I moderated an interesting panel this morning at a loyalty industry conference. We had a technology provider talking about the different ways to engage customers well, a survey specialist talking about who loyalty members are and where to find them (programs are often surprised at how many programs their own members belong to, it’s easy to think members pay attention to all of your messaging rather than being busy and inundated with multiple messages) and loyalty executives from a hotel chain and an airline.
While taking questions from the audience, someone from a credit card issuer asked the panel about Delta’s move towards a more revenue-based program (next year miles will be earned based on the cost of a ticket rather than distance flown, and already earning elite status requires a minimum amount of spend with the airline).
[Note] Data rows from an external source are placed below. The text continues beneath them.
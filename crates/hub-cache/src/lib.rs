//! # hub-cache
//!
//! Broker layer for operation fan-out and presence.
//!
//! ## Features
//!
//! - **Connection Pool**: Managed Redis connection pool with deadpool
//! - **Pub/Sub**: Operation fan-out across server instances (`RedisPubSub`),
//!   or within one process (`MemoryPubSub`)
//! - **Presence**: Per-document presence maps in Redis hashes or in memory
//!
//! ## Example
//!
//! ```ignore
//! use hub_cache::{RedisPool, RedisPoolConfig, RedisPubSub, RedisPresenceManager};
//!
//! let pool = RedisPool::new(RedisPoolConfig::default())?;
//! let pubsub = RedisPubSub::new(pool.clone(), "sharedb:");
//! let presence = RedisPresenceManager::new(pool, "sharedb:", Duration::from_secs(300));
//!
//! pubsub.subscribe(&scope, "tbl1.rec1", handler).await?;
//! pubsub.publish(&op.channels(), &op).await?;
//! ```

pub mod pool;
pub mod presence;
pub mod pubsub;

// Re-export pool types
pub use pool::{RedisPool, RedisPoolConfig, RedisPoolError, RedisResult};

// Re-export presence types
pub use presence::{MemoryPresenceManager, RedisPresenceManager};

// Re-export pubsub types
pub use pubsub::{ChannelNames, MemoryPubSub, RedisPubSub, SubscriptionSet};
//! Capability traits (ports) - the collaborators the gateway depends on
//!
//! Storage, broker and presence backends live behind these traits so that the
//! gateway can run against Redis in production and in-process doubles in tests.

use async_trait::async_trait;
use std::collections::HashMap;
use std::future::Future;
use std::pin::Pin;
use std::sync::Arc;
use tokio_util::sync::CancellationToken;

use crate::entities::{Operation, PresenceData, QueryOptions, Snapshot};
use crate::error::HubResult;

/// Future returned by an [`OperationHandler`]
pub type HandlerFuture = Pin<Box<dyn Future<Output = ()> + Send + 'static>>;

/// Callback invoked for every operation received on a subscribed channel
pub type OperationHandler = Arc<dyn Fn(Operation) -> HandlerFuture + Send + Sync>;

// ============================================================================
// Adapter
// ============================================================================

/// Durable snapshot and operation storage
#[async_trait]
pub trait Adapter: Send + Sync {
    /// Read the current snapshot of a document
    async fn get_snapshot(
        &self,
        collection: &str,
        doc_id: &str,
        options: Option<&QueryOptions>,
    ) -> HubResult<Snapshot>;

    /// Commit an operation, rejecting it if `op.version` is stale
    ///
    /// Returns the snapshot after the commit.
    async fn commit(&self, collection: &str, doc_id: &str, op: &Operation) -> HubResult<Snapshot>;

    /// Release backend resources
    async fn close(&self) -> HubResult<()>;
}

// ============================================================================
// PubSub
// ============================================================================

/// Handle to one live subscription task
///
/// Cancelling the handle stops the task. Dropping it does not.
#[derive(Debug, Clone)]
pub struct Subscription {
    id: u64,
    channel: String,
    token: CancellationToken,
}

impl Subscription {
    pub fn new(id: u64, channel: impl Into<String>, token: CancellationToken) -> Self {
        Self {
            id,
            channel: channel.into(),
            token,
        }
    }

    pub fn id(&self) -> u64 {
        self.id
    }

    /// Unprefixed channel name
    pub fn channel(&self) -> &str {
        &self.channel
    }

    /// Token the subscription task observes
    pub fn token(&self) -> &CancellationToken {
        &self.token
    }

    /// Stop the subscription task
    pub fn cancel(&self) {
        self.token.cancel();
    }

    pub fn is_cancelled(&self) -> bool {
        self.token.is_cancelled()
    }
}

/// Cross-instance operation fan-out
#[async_trait]
pub trait PubSub: Send + Sync {
    /// Publish an operation to every channel
    ///
    /// A failure on one channel must not prevent delivery to the others.
    async fn publish(&self, channels: &[String], op: &Operation) -> HubResult<()>;

    /// Start a task delivering every operation on `channel` to `handler`
    ///
    /// The task ends when `scope` is cancelled, when the returned handle is
    /// cancelled, or when the channel is unsubscribed.
    async fn subscribe(
        &self,
        scope: &CancellationToken,
        channel: &str,
        handler: OperationHandler,
    ) -> HubResult<Subscription>;

    /// Stop every subscription task on `channel`
    async fn unsubscribe(&self, channel: &str) -> HubResult<()>;

    /// Stop all subscriptions and release broker resources
    async fn close(&self) -> HubResult<()>;
}

// ============================================================================
// Presence
// ============================================================================

/// Per-document presence store
#[async_trait]
pub trait PresenceManager: Send + Sync {
    /// Store or overwrite the presence of a connection on a channel
    async fn submit(&self, channel: &str, connection_id: &str, data: PresenceData) -> HubResult<()>;

    /// Every current presence on a channel, keyed by connection id
    async fn get_presences(&self, channel: &str) -> HubResult<HashMap<String, PresenceData>>;

    /// Drop the presence of a connection on a channel
    async fn remove(&self, channel: &str, connection_id: &str) -> HubResult<()>;

    /// Release backend resources
    async fn close(&self) -> HubResult<()>;
}

// ============================================================================
// Commit Hook
// ============================================================================

/// Observer notified after each successful commit
#[async_trait]
pub trait CommitHook: Send + Sync {
    async fn after_commit(&self, collection: &str, doc_id: &str, op: &Operation) -> HubResult<()>;
}

#[cfg(test)]
mod tests {
    use super::*;

    #[test]
    fn test_subscription_cancel() {
        let parent = CancellationToken::new();
        let sub = Subscription::new(7, "tbl1.rec1", parent.child_token());

        assert_eq!(sub.id(), 7);
        assert_eq!(sub.channel(), "tbl1.rec1");
        assert!(!sub.is_cancelled());

        let clone = sub.clone();
        clone.cancel();
        assert!(sub.is_cancelled());
        assert!(!parent.is_cancelled());
    }

    #[test]
    fn test_subscription_follows_parent_scope() {
        let parent = CancellationToken::new();
        let sub = Subscription::new(1, "tbl1", parent.child_token());

        parent.cancel();
        assert!(sub.is_cancelled());
    }
}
The question was directed at United’s David Oppenheim, who manages United’s partnerships — including their credit card partnership with Chase (United Explorer card and others) and with other card companies around the world.
David wouldn’t answer about United’s plans specifically, but did offer a really cogent explanation of why the simple formulation of ‘the customer that’s paying more is the better customer’ or the one you want to reward doesn’t always hold.
In each case here I’m characterizing and expanding on what David was suggesting, and I’m sure he wouldn’t offer these explanations the same way, but he did provide outstanding food for thought.
- A flyer may buy one expensive ticket with you because you are the only airline who flies non-stop on the route. Does it make sense to reward them? You’re essentially just lighting money on fire if they’re going to pick your airline anyway.
(This didn’t come up, but the same point holds for business travelers who are part of managed travel programs, if they aren’t choosing their airline then what are you rewarding?)
- In general a high revenue passenger is probably better for an airline than a low fare one.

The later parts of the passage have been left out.